Qu’est-ce qu’un cercle d’écoute ?
Les cercles d’écoute sont libres d’accès et confidentiels. Dédiés à toutes et à tous, ils offrent la possibilité d’être écouté·e par un groupe de manière non-jugeante et inconditionnelle, et de pratiquer à son tour une véritable écoute.
Lancés en 2021, ces espaces gratifient la population genevoise de nombreux bienfaits et répondent à des objectifs multiples : offrir, d’une part, des espaces d’écoute accessibles ouvertement et, d’autre part, aider à prévenir les effets psychologiques et sociaux d’un contexte mondial inquiétant.
S’il représente donc un espace libre, un cercle d’écoute ne vise ni à prodiguer des conseils, ni à résoudre des problèmes. Ce n’est pas un lieu d’interaction, d’interpellation, ni de questions-réponses. C’est un endroit où l’on dépose, en toute sécurité et dans la bienveillance, ce qui se vit intérieurement ou éventuellement ce qui est blessé. Il est par ailleurs tout à fait possible de faire le choix de garder le silence.
Chaque cercle est conduit par un ou une modérateur·trice. Son rôle est d’accompagner les participant·e·s, sans pour autant aider ou dispenser des recommandations. En ce sens, cette personne n’est pas responsable du groupe.
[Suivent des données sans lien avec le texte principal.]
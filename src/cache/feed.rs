// In-memory TTL cache for a single upstream feed.
// Shields rate-limited APIs by memoizing the last successful fetch.

use std::future::Future;
use std::time::Duration;

use tokio::sync::Mutex;
use tokio::time::Instant;

use crate::error::Result;

/// Wrapper for cached data with the time it was fetched.
#[derive(Debug, Clone)]
pub struct CachedData<T> {
    /// The cached data.
    pub data: T,
    /// When the data was fetched from upstream.
    pub cached_at: Instant,
}

impl<T> CachedData<T> {
    /// Create a new cached data entry stamped with the current time.
    pub fn new(data: T) -> Self {
        Self {
            data,
            cached_at: Instant::now(),
        }
    }

    /// Check if this cached data has expired based on TTL.
    pub fn is_expired(&self, ttl: Duration) -> bool {
        self.cached_at.elapsed() >= ttl
    }

    /// Check if this cached data is still valid (not expired).
    pub fn is_valid(&self, ttl: Duration) -> bool {
        !self.is_expired(ttl)
    }
}

/// One cache slot for one feed.
///
/// The slot lock is held across the upstream fetch, so callers that miss at
/// the same time are serialized and only the first one goes upstream. The
/// fetch time is mirrored outside that lock so `age` never waits on a fetch.
#[derive(Debug)]
pub struct FeedCache<T> {
    name: &'static str,
    ttl: Duration,
    slot: Mutex<Option<CachedData<T>>>,
    fetched_at: std::sync::Mutex<Option<Instant>>,
}

impl<T: Clone> FeedCache<T> {
    /// Create an empty cache for the named feed.
    pub fn new(name: &'static str, ttl: Duration) -> Self {
        Self {
            name,
            ttl,
            slot: Mutex::new(None),
            fetched_at: std::sync::Mutex::new(None),
        }
    }

    /// Return the cached value if still live, otherwise run `fetch` and store its result.
    ///
    /// A failed fetch leaves the previous entry and its timestamp untouched.
    pub async fn get_or_fetch<F, Fut>(&self, fetch: F) -> Result<T>
    where
        F: FnOnce() -> Fut,
        Fut: Future<Output = Result<T>>,
    {
        let mut slot = self.slot.lock().await;

        if let Some(cached) = slot.as_ref().filter(|c| c.is_valid(self.ttl)) {
            tracing::debug!(feed = self.name, "cache hit");
            return Ok(cached.data.clone());
        }

        tracing::debug!(feed = self.name, "cache miss, fetching upstream");
        match fetch().await {
            Ok(data) => {
                let cached = CachedData::new(data.clone());
                *self.stamp() = Some(cached.cached_at);
                *slot = Some(cached);
                Ok(data)
            }
            Err(e) => {
                tracing::warn!(feed = self.name, error = %e, "upstream fetch failed");
                Err(e)
            }
        }
    }

    /// Age of the stored entry, live or not. `None` before the first successful fetch.
    ///
    /// Does not wait for a fetch in flight; it reports the entry that is stored now.
    pub fn age(&self) -> Option<Duration> {
        (*self.stamp()).map(|at| at.elapsed())
    }

    fn stamp(&self) -> std::sync::MutexGuard<'_, Option<Instant>> {
        self.fetched_at.lock().unwrap_or_else(|e| e.into_inner())
    }
}
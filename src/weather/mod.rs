// Weather API module.
// Client and types for the OpenWeatherMap current-weather endpoint.

pub mod client;
pub mod types;

pub use client::WeatherClient;
pub use types::{CurrentWeather, Units};
// Availability gate for display output.
// Decides whether anything is shown, by manual override or by local time of day.

use std::sync::{Mutex, MutexGuard};
use std::time::Duration;

use chrono::{Local, Timelike};
use serde::Serialize;
use tokio::task::JoinHandle;

/// First hour (local time) the display is on in auto mode.
pub const ENABLED_FROM_HOUR: u32 = 8;
/// First hour (local time) the display is off in auto mode.
pub const DISABLED_FROM_HOUR: u32 = 22;
/// How often the auto-mode schedule is re-evaluated.
pub const TICK_INTERVAL: Duration = Duration::from_secs(60);

/// Whether auto mode would show output at `hour` (0-23).
pub fn compute_auto_enabled(hour: u32) -> bool {
    (ENABLED_FROM_HOUR..DISABLED_FROM_HOUR).contains(&hour)
}

/// Visibility flags shared between the ticker and request handlers.
#[derive(Debug, Clone, Copy, PartialEq, Eq, Serialize)]
pub struct AvailabilityState {
    /// Whether output is currently shown.
    pub enabled: bool,
    /// Whether the ticker may overwrite `enabled`.
    pub auto_mode: bool,
}

impl Default for AvailabilityState {
    fn default() -> Self {
        Self {
            enabled: true,
            auto_mode: false,
        }
    }
}

/// Thread-safe owner of the [`AvailabilityState`].
#[derive(Debug, Default)]
pub struct Gate {
    state: Mutex<AvailabilityState>,
}

impl Gate {
    pub fn new() -> Self {
        Self::default()
    }

    /// Create a gate with auto mode already on. `enabled` stays true until the first tick.
    pub fn with_auto_mode() -> Self {
        Self {
            state: Mutex::new(AvailabilityState {
                enabled: true,
                auto_mode: true,
            }),
        }
    }

    // The state is two plain flags, so a poisoned lock still holds usable data.
    fn lock(&self) -> MutexGuard<'_, AvailabilityState> {
        self.state.lock().unwrap_or_else(|e| e.into_inner())
    }

    /// Copy of the current flags.
    pub fn snapshot(&self) -> AvailabilityState {
        *self.lock()
    }

    /// Whether output should be shown right now.
    pub fn is_enabled(&self) -> bool {
        self.lock().enabled
    }

    /// Re-evaluate the schedule against the local clock.
    pub fn tick(&self) {
        self.tick_at_hour(Local::now().hour());
    }

    /// Re-evaluate the schedule for a given local hour. No-op outside auto mode.
    pub fn tick_at_hour(&self, hour: u32) {
        let mut state = self.lock();
        if !state.auto_mode {
            return;
        }

        let enabled = compute_auto_enabled(hour);
        if state.enabled != enabled {
            tracing::info!(hour, enabled, "auto mode toggled display");
        }
        state.enabled = enabled;
    }

    /// Manual override. Holds until the next tick when auto mode is on.
    pub fn set_enabled(&self, enabled: bool) -> AvailabilityState {
        let mut state = self.lock();
        state.enabled = enabled;
        *state
    }

    /// Turn the schedule on or off.
    ///
    /// Turning it on waits for the next tick. Turning it off re-enables output
    /// so the display cannot be left dark with nothing scheduled to wake it.
    pub fn set_auto_mode(&self, auto_mode: bool) -> AvailabilityState {
        let mut state = self.lock();
        state.auto_mode = auto_mode;
        if !auto_mode {
            state.enabled = true;
        }
        *state
    }
}

/// Spawn the periodic schedule evaluation. The first tick fires immediately.
pub fn spawn_ticker(gate: std::sync::Arc<Gate>, period: Duration) -> JoinHandle<()> {
    tokio::spawn(async move {
        let mut interval = tokio::time::interval(period);
        loop {
            interval.tick().await;
            gate.tick();
        }
    })
}
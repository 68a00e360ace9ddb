// Process configuration.
// Reads deployment parameters and upstream credentials from the environment.

use std::path::PathBuf;

use crate::error::{GlanceError, Result};
use crate::storage::paths;
use crate::weather::Units;

const DEFAULT_HOST: &str = "0.0.0.0";
const DEFAULT_PORT: u16 = 3000;

/// Credentials for the GitHub contribution feeds.
#[derive(Debug, Clone, PartialEq, Eq)]
pub struct GitHubConfig {
    pub token: String,
    pub username: String,
}

/// Credentials and location for the weather feed.
#[derive(Debug, Clone, PartialEq, Eq)]
pub struct WeatherConfig {
    pub api_key: String,
    pub location: String,
    pub units: Units,
}

/// Everything the server needs at startup.
#[derive(Debug, Clone, PartialEq, Eq)]
pub struct Config {
    pub host: String,
    pub port: u16,
    /// `None` when `GITHUB_TOKEN` or `GITHUB_USERNAME` is unset.
    pub github: Option<GitHubConfig>,
    /// `None` when `WEATHER_API_KEY` or `WEATHER_LOCATION` is unset.
    pub weather: Option<WeatherConfig>,
    /// File holding the persisted display text.
    pub state_file: PathBuf,
    /// Start with the hourly schedule driving visibility.
    pub auto_mode: bool,
}

impl Config {
    /// Load configuration from process environment variables.
    pub fn from_env() -> Result<Self> {
        Self::from_lookup(|key| std::env::var(key).ok())
    }

    /// Load configuration through an arbitrary variable lookup. Blank values count as unset.
    pub fn from_lookup<F>(lookup: F) -> Result<Self>
    where
        F: Fn(&str) -> Option<String>,
    {
        let var = |key: &str| lookup(key).filter(|v| !v.trim().is_empty());

        let host = var("HOST").unwrap_or_else(|| DEFAULT_HOST.to_string());
        let port = match var("PORT") {
            Some(port) => port
                .trim()
                .parse()
                .map_err(|_| GlanceError::Other(format!("invalid PORT: {}", port)))?,
            None => DEFAULT_PORT,
        };

        let github = match (var("GITHUB_TOKEN"), var("GITHUB_USERNAME")) {
            (Some(token), Some(username)) => Some(GitHubConfig { token, username }),
            _ => None,
        };

        let weather = match (var("WEATHER_API_KEY"), var("WEATHER_LOCATION")) {
            (Some(api_key), Some(location)) => Some(WeatherConfig {
                api_key,
                location,
                units: var("WEATHER_UNITS")
                    .map(|units| units.parse::<Units>())
                    .transpose()?
                    .unwrap_or_default(),
            }),
            _ => None,
        };

        let state_file = match var("GLANCE_STATE_FILE") {
            Some(path) => PathBuf::from(path),
            None => paths::display_path()
                .ok_or(GlanceError::ConfigurationMissing("GLANCE_STATE_FILE"))?,
        };

        let auto_mode = var("GLANCE_AUTO_MODE").is_some_and(|v| v.trim() == "true");

        Ok(Self {
            host,
            port,
            github,
            weather,
            state_file,
            auto_mode,
        })
    }

    /// `host:port` to bind.
    pub fn bind_addr(&self) -> String {
        format!("{}:{}", self.host, self.port)
    }
}

#[cfg(test)]
mod tests {
    use super::*;
    use std::collections::HashMap;

    fn load(vars: &[(&str, &str)]) -> Result<Config> {
        let map: HashMap<String, String> = vars
            .iter()
            .map(|(k, v)| (k.to_string(), v.to_string()))
            .collect();
        Config::from_lookup(|key| map.get(key).cloned())
    }

    #[test]
    fn test_defaults() {
        let config = load(&[("GLANCE_STATE_FILE", "/tmp/glance.json")]).unwrap();

        assert_eq!(config.bind_addr(), "0.0.0.0:3000");
        assert!(config.github.is_none());
        assert!(config.weather.is_none());
        assert!(!config.auto_mode);
        assert_eq!(config.state_file, PathBuf::from("/tmp/glance.json"));
    }

    #[test]
    fn test_full_config() {
        let config = load(&[
            ("HOST", "127.0.0.1"),
            ("PORT", "8080"),
            ("GITHUB_TOKEN", "ghp_x"),
            ("GITHUB_USERNAME", "octocat"),
            ("WEATHER_API_KEY", "k"),
            ("WEATHER_LOCATION", "Berlin,DE"),
            ("WEATHER_UNITS", "imperial"),
            ("GLANCE_STATE_FILE", "/tmp/glance.json"),
            ("GLANCE_AUTO_MODE", "true"),
        ])
        .unwrap();

        assert_eq!(config.bind_addr(), "127.0.0.1:8080");
        assert_eq!(
            config.github,
            Some(GitHubConfig {
                token: "ghp_x".into(),
                username: "octocat".into()
            })
        );
        assert_eq!(config.weather.unwrap().units, Units::Imperial);
        assert!(config.auto_mode);
    }

    #[test]
    fn test_partial_credentials_disable_feed() {
        let config = load(&[
            ("GITHUB_TOKEN", "ghp_x"),
            ("WEATHER_API_KEY", "k"),
            ("WEATHER_LOCATION", "  "),
            ("GLANCE_STATE_FILE", "/tmp/glance.json"),
        ])
        .unwrap();

        assert!(config.github.is_none());
        assert!(config.weather.is_none());
    }

    #[test]
    fn test_invalid_values() {
        assert!(load(&[("PORT", "eighty"), ("GLANCE_STATE_FILE", "/tmp/g.json")]).is_err());
        assert!(
            load(&[
                ("WEATHER_API_KEY", "k"),
                ("WEATHER_LOCATION", "Berlin"),
                ("WEATHER_UNITS", "kelvin"),
                ("GLANCE_STATE_FILE", "/tmp/g.json"),
            ])
            .is_err()
        );
    }
}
Les multiples bienfaits de l’écoute
L’écoute et ses bienfaits sont à la portée de chaque individu. Cependant, c’est une compétence qui se pratique. L’écoute authentique, centrée sur la personne plutôt que sur le problème, ne s’improvise pas et n’est pas aussi naturelle qu’il y paraît. Approfondir cette aptitude, c’est faire le choix, en conscience, de créer un pont entre soi et l’autre. En fin de compte, cela signifie créer les conditions d’une véritable rencontre.
La formation « Les sens de l'écoute » [1] explore ces dimensions de l’être et de la rencontre avec l’autre, grâce à la mobilisation des cinq sens, auxquels s’en ajoute un sixième, celui de l'intuition. En effet, l’écoute, lorsqu’elle laisse une place à l’intuition et fait appel à l’ensemble des sens, représente une expérience puissante : elle donne un cap alors que tout paraît confus. Parler de ce qui est intime, en face de quelqu’un d’attentif, ancré, présent, aide à se réorienter, à retrouver un sens. A l'inverse, l’absence d'écoute désoriente et déboussole.
Après plusieurs décennies de formation à l’écoute par téléphone des bénévoles, La Main Tendue a constaté que l’écoute parfaite n’existe pas, et la technique idéale pour y parvenir non plus. Une attention véritable se déploie grâce à un ensemble de facteurs et de prédispositions. Elle est conditionnée par la capacité de chacun·e à se rendre disponible à l’autre et à la rencontre. L’écoute appartient donc à un moment unique et repose sur trois piliers interconnectés : un temps donné, un espace particulier et une présence singulière.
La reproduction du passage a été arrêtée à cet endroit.